Dass der Newsroom mit seinem Schreibmaschinengeklapper und seinen klotzigen Festnetztelefonen (aber schon mit Tasten!) altbacken daherkommen würde, war zu erwarten gewesen. Dass die Figuren klischeehaft wirken, ebenso. Das hohe Tempo, das die Serie damals, in den 1980er-Jahren, gefühlt hatte, wirkt heute eigentümlich verschlafen.

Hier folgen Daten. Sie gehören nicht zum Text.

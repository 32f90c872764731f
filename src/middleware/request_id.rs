use axum::{
    body::Body,
    extract::Request,
    http::HeaderValue,
    middleware::Next,
    response::Response,
};
use uuid::Uuid;

use super::auth::USER_ID_HEADER;

pub const REQUEST_ID_HEADER: &str = "x-request-id";

/// Per-request correlation id, stored in request extensions
#[derive(Clone, Debug, PartialEq, Eq)]
pub struct RequestId(pub Uuid);

impl RequestId {
    pub fn new() -> Self {
        Self(Uuid::new_v4())
    }

    /// Parses an id supplied by the caller; anything but a UUID is ignored
    fn from_header(request: &Request) -> Option<Self> {
        request
            .headers()
            .get(REQUEST_ID_HEADER)
            .and_then(|h| h.to_str().ok())
            .and_then(|s| Uuid::parse_str(s.trim()).ok())
            .map(Self)
    }
}

impl Default for RequestId {
    fn default() -> Self {
        Self::new()
    }
}

impl std::fmt::Display for RequestId {
    fn fmt(&self, f: &mut std::fmt::Formatter<'_>) -> std::fmt::Result {
        write!(f, "{}", self.0)
    }
}

/// Reuses the caller's `x-request-id` or generates one, and echoes it on the response
pub async fn request_id_middleware(mut request: Request, next: Next) -> Response {
    let request_id = RequestId::from_header(&request).unwrap_or_default();
    request.extensions_mut().insert(request_id.clone());

    let mut response = next.run(request).await;

    if let Ok(value) = HeaderValue::from_str(&request_id.to_string()) {
        response.headers_mut().insert(REQUEST_ID_HEADER, value);
    }

    response
}

/// Span for `TraceLayer` tagged with the request id and, when signed in, the uid
pub fn make_span_with_request_id(request: &Request<Body>) -> tracing::Span {
    let request_id = request
        .extensions()
        .get::<RequestId>()
        .map(ToString::to_string)
        .unwrap_or_else(|| "unknown".to_string());

    let uid = request
        .headers()
        .get(USER_ID_HEADER)
        .and_then(|h| h.to_str().ok())
        .unwrap_or("-");

    tracing::info_span!(
        "http_request",
        method = %request.method(),
        uri = %request.uri(),
        request_id = %request_id,
        uid = %uid,
    )
}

Mittlerweile kenne ich einige "echte" Redaktionen – und vor diesem Hintergrund gibt es durchaus Gründe, über Lou Grant zu schmunzeln. Mittagessen gehen, stundenlang wegbleiben, dann gemächlich wieder zurück an den Schreibtisch? Haha, guter Witz! Alle Zeit der Welt für die gepflegte Hintergrundbetrachtung haben? Nun ja. Erheblich verbessert hat sich der Kommunikationsfluss: Dass Reporter sich um den Zugang zum nächsten Münzfernsprecher prügeln müssen, dass man stundenlang auf die Hintergrundrecherche der Dokumentationsabteilung wartet – das kann in Zeiten von Mobiltelefonie und Google nicht mehr passieren.

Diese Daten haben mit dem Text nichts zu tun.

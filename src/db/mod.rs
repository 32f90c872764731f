pub mod memory;
pub mod redis;
pub mod store;

pub use memory::MemoryUserStore;
pub use self::redis::create_redis_client;
pub use self::redis::Cache;
pub use self::redis::CacheKey;
pub use self::redis::CacheWriterHandle;
pub use self::redis::RedisUserStore;
pub use store::{ConditionalWrite, UserStore};

#[cfg(test)]
pub use store::MockUserStore;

Nicht ganz so gut gealtert

Ernüchternd ist: Billie Newman, die Emanzipierte, setzt auf Weibchenschema, um ihre Ziele zu erreichen. Die Trib hat zwar eine Herausgeberin, sie ist das aber nur durch den Tod ihres Mannes geworden. Die Ressortleiter? Weiße Männer, soweit das Auge reicht – und sie machen auch noch anzügliche Schmähs. Die Art, wie Lou Grant seiner Reporterin Billie Newman über die Wange streicht, um sie zu trösten, und wie sie dies geschehen lässt. Igitt. Wieso ist mir das früher nicht aufgefallen?

So ist die Serie, obschon sie wichtige Themen anspricht, in vielen Folgen nicht gut gealtert. Was bleibt, sind die ethisch-moralischen Grundsätze des Journalismus: Suche nach der Wahrheit, ehrliches Bemühen um Check-Recheck-Doublecheck und natürlich keine Angst vor niemandem, möge er noch so mächtig sein.

Ach ja und Joe Rossi. Den Typus gibt's auch im wirklichen Journalistinnenleben, 30 Jahre später, gar nicht so selten. Diesbezüglich hat frau mit Lou Grant-Schauen etwas fürs Leben gelernt. (Petra Stuiber, 6.7.2024)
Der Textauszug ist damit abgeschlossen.